Syun-Ichi Akasofu Profile
By Charles P. Wohlforth
All Rights Reserved
First published 10/19/97 in the Anchorage Daily News We
Alaskans section
Almost 40 years after he first saw the northern lights and 30
years
after he discovered their true shape and structure, Syun-Ichi Akasofu
still climbs out of bed on cold Fairbanks nights to watch the weird
strands and splashes of color swirl across the sky. He and his wife,
Emiko, drive five minutes from home for clear viewing, then sip hot tea
to stay warm through long sessions of gazing up into the sky.

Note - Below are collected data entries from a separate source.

// Copyright (c) 2023 Steven Rosenthal smr@dt3.org
// See LICENSE file in root directory for license terms.

use clap::Parser;
use env_logger;
use log::info;

use camera_cis::abstract_cis::{AeParam, AbstractCis};
use camera_cis::clock::ManualClock;
use camera_cis::config::CisConfig;
use camera_cis::select_sensor::{model_by_name, select_sensor};
use camera_cis::sim_bus::SimSensorBus;

/// Utility program that sweeps exposure time and analog gain over a
/// simulated sensor, logging the register values each setting produces.
#[derive(Parser, Debug)]
#[command(author, version, about, long_about=None)]
struct Args {
    /// Sensor model to simulate.
    #[arg(short, long, default_value = "S5KGN3")]
    model: String,

    /// Sensor mode index.
    #[arg(long, default_value_t = 0)]
    mode: usize,
}

fn main() {
    env_logger::Builder::from_env(
        env_logger::Env::default().default_filter_or("info")).init();
    let args = Args::parse();
    let model = model_by_name(&args.model).unwrap();
    let desc = model.descriptor();
    let bus = SimSensorBus::for_sensor(desc);
    let mut cis = select_sensor(Some(&args.model), bus, ManualClock::new(),
                                CisConfig::default()).unwrap();
    cis.mode_change(args.mode).unwrap();

    let min_exp = cis.get_min_exposure_time().unwrap();
    let max_exp = cis.get_max_exposure_time().unwrap();
    let min_gain = cis.get_min_analog_gain().unwrap();
    let max_gain = cis.get_max_analog_gain().unwrap();
    info!("{} mode {}: exposure {}..{}us, analog gain {}..{} permille",
          cis.model(), args.mode, min_exp, max_exp, min_gain, max_gain);

    for gain in [1000, 2000, 4000, 8000, 16000, 64000] {
        cis.set_analog_gain(&AeParam::uniform(gain)).unwrap();
        for exp_us in [10, 100, 1000, 10_000, 33_000, 100_000] {
            let frame_us = cis.adjust_frame_duration(exp_us);
            cis.set_frame_duration(frame_us).unwrap();
            cis.set_exposure_time(&AeParam::uniform(exp_us)).unwrap();
            let again = cis.get_analog_gain().unwrap();
            let (again, dgain) =
                cis.compensate_gain_for_extremely_br(exp_us, again, 1000).unwrap();
            let data = cis.data();
            info!("gain {} exp {}us: frame {}us coarse {} shifter {}, compensated {}/{}",
                  gain, exp_us, data.cur_frame_us_time, data.cur_long_exposure_coarse,
                  data.cur_cit_shifter, again, dgain);
        }
    }
}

Colleagues call Akasofu, 66, the world's most knowledgeable
student
of the aurora, but the visions from the ionosphere tell him something
else.
''When I see the aurora go all across the sky, it says to me,
'You
don't understand me at all,''' he said recently. ''We make progress in
aurora studies, but when I watch it, it really beats me. . . . Not that
I get discouraged. It's just such a complex phenomenon.''
Akasofu's major discoveries all came in about 10 years,
starting in
1958, when, as a young graduate student just arrived from Japan, he
began to contradict scientific conclusions about the aurora that had
been set down as fact in textbooks.
Today, he has little time for research. He heads the
University of
Alaska Fairbanks' Geophysical Institute, with a staff of 400 dedicated
to studying the natural forces that shape Alaska and the Arctic. His
reputation is assured, and he has used his status in Japan to raise
millions of dollars for research and to build a new Arctic research
institute that could be the equal of the Geophysical Institute next
door on the UAF campus. Now his own theories are the accepted dogma
described in textbooks, some of which he wrote.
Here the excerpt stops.